_Problem statement_
When a line of the records contains "push", copy it.

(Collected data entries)

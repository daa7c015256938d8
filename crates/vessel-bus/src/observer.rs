//! Observers and the registry that binds them to bus addresses.
//!
//! An [`Observer`] inspects an [`EventContext`] and returns a [`Dispatch`]
//! decision: let the next observer run, or stop with a reply or a failure.
//! Observers are collected per address in an [`ObserverRegistryBuilder`],
//! explicitly or through the [`OBSERVERS`] distributed slice, and sealed into an
//! immutable [`ObserverRegistry`] before consumers are subscribed.

use std::collections::BTreeMap;
use std::fmt;
use std::sync::Arc;

use linkme::distributed_slice;
use tracing::debug;
use vessel_core::BoxError;

use crate::context::EventContext;
use crate::message::Body;

/// Registration hooks discovered at link time.
#[distributed_slice]
pub static OBSERVERS: [fn(&mut ObserverRegistryBuilder)];

/// What dispatch should do after an observer returns.
#[derive(Debug, Clone)]
pub enum Dispatch {
    /// Hand the message to the next observer.
    Continue,
    /// Stop dispatch and reply with the given payload.
    Reply(Body),
    /// Stop dispatch and fail the message.
    Fail { code: i32, message: String },
}

impl Dispatch {
    pub fn reply(body: impl Into<Body>) -> Self {
        Self::Reply(body.into())
    }

    pub fn fail(code: i32, message: impl Into<String>) -> Self {
        Self::Fail {
            code,
            message: message.into(),
        }
    }
}

/// A callback attached to a bus address.
///
/// Observers run on a worker thread and may block. Returning `Err` (or
/// panicking) fails the message with the observer failure code.
pub trait Observer: Send + Sync + 'static {
    fn observe(&self, ctx: &mut EventContext) -> Result<Dispatch, BoxError>;

    /// Name used in logs.
    fn name(&self) -> &str {
        std::any::type_name::<Self>()
    }
}

impl<F> Observer for F
where
    F: Fn(&mut EventContext) -> Result<Dispatch, BoxError> + Send + Sync + 'static,
{
    fn observe(&self, ctx: &mut EventContext) -> Result<Dispatch, BoxError> {
        self(ctx)
    }
}

/// Observers of one address, in registration order.
pub type ObserverList = Arc<[Arc<dyn Observer>]>;

// =============================================================================
// Builder
// =============================================================================

/// Mutable observer registry used during bootstrap.
#[derive(Default)]
pub struct ObserverRegistryBuilder {
    observers: Vec<(String, Arc<dyn Observer>)>,
}

impl ObserverRegistryBuilder {
    pub fn new() -> Self {
        Self::default()
    }

    /// Attaches `observer` to `address`.
    pub fn observe<O: Observer>(&mut self, address: impl Into<String>, observer: O) -> &mut Self {
        let address = address.into();
        debug!(address = %address, observer = observer.name(), "Registered observer");
        self.observers.push((address, Arc::new(observer)));
        self
    }

    /// Attaches a closure to `address`.
    pub fn observe_fn<F>(&mut self, address: impl Into<String>, observer: F) -> &mut Self
    where
        F: Fn(&mut EventContext) -> Result<Dispatch, BoxError> + Send + Sync + 'static,
    {
        self.observe(address, observer)
    }

    /// Runs every hook in [`OBSERVERS`].
    pub fn scan(&mut self) -> &mut Self {
        for hook in OBSERVERS {
            hook(self);
        }
        self
    }

    pub fn len(&self) -> usize {
        self.observers.len()
    }

    pub fn is_empty(&self) -> bool {
        self.observers.is_empty()
    }

    /// Groups observers by address, preserving registration order.
    pub fn seal(self) -> ObserverRegistry {
        let mut grouped: BTreeMap<String, Vec<Arc<dyn Observer>>> = BTreeMap::new();
        for (address, observer) in self.observers {
            grouped.entry(address).or_default().push(observer);
        }
        ObserverRegistry {
            by_address: Arc::new(
                grouped
                    .into_iter()
                    .map(|(address, list)| (address, ObserverList::from(list)))
                    .collect(),
            ),
        }
    }
}

// =============================================================================
// Sealed registry
// =============================================================================

/// Immutable mapping from address to its observers.
#[derive(Clone, Default)]
pub struct ObserverRegistry {
    by_address: Arc<BTreeMap<String, ObserverList>>,
}

impl ObserverRegistry {
    pub fn addresses(&self) -> impl Iterator<Item = &str> {
        self.by_address.keys().map(String::as_str)
    }

    pub fn observers_for(&self, address: &str) -> Option<&ObserverList> {
        self.by_address.get(address)
    }

    /// Number of distinct addresses.
    pub fn len(&self) -> usize {
        self.by_address.len()
    }

    pub fn is_empty(&self) -> bool {
        self.by_address.is_empty()
    }

    pub fn iter(&self) -> impl Iterator<Item = (&str, &ObserverList)> {
        self.by_address.iter().map(|(a, l)| (a.as_str(), l))
    }
}

impl fmt::Debug for ObserverRegistry {
    fn fmt(&self, f: &mut fmt::Formatter<'_>) -> fmt::Result {
        f.debug_map()
            .entries(self.by_address.iter().map(|(a, l)| (a, l.len())))
            .finish()
    }
}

_Answer below_
        self.observers.push((address, Arc::new(observer)));
            grouped.entry(address).or_default().push(observer);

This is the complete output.